## Your goal
Your answer should be every line with the word "async", copied from the data below.

(Exercise material)

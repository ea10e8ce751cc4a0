pub mod auth;
pub mod cache;
pub mod channels;
pub mod cleanup;
pub mod clock;
pub mod config;
pub mod db;
pub mod dispatch;
pub mod error;
pub mod http;
pub mod idempotency;
pub mod repo;
pub mod retry;
pub mod sanitize;
pub mod state;
pub mod template;

pub use state::AppState;

use axum::{
    Router, middleware,
    routing::{get, post},
};

pub fn build_router(state: AppState) -> Router {
    Router::new()
        .route("/healthz", get(health::healthz))
        .route("/readyz", get(health::readyz))
        .route("/notifications/send", post(http::send::send_notification))
        .route("/notifications/retry", post(http::retry::trigger_retries))
        .route("/grafana/webhook", post(http::grafana::grafana_webhook))
        .layer(middleware::from_fn_with_state(
            state.clone(),
            auth::require_signature,
        ))
        .with_state(state)
}

mod health {
    use axum::response::IntoResponse;
    pub async fn healthz() -> impl IntoResponse {
        "ok"
    }
    pub async fn readyz() -> impl IntoResponse {
        "ok"
    }
}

(End Exercise material)

## Answer for the task
    pub async fn healthz() -> impl IntoResponse {
    pub async fn readyz() -> impl IntoResponse {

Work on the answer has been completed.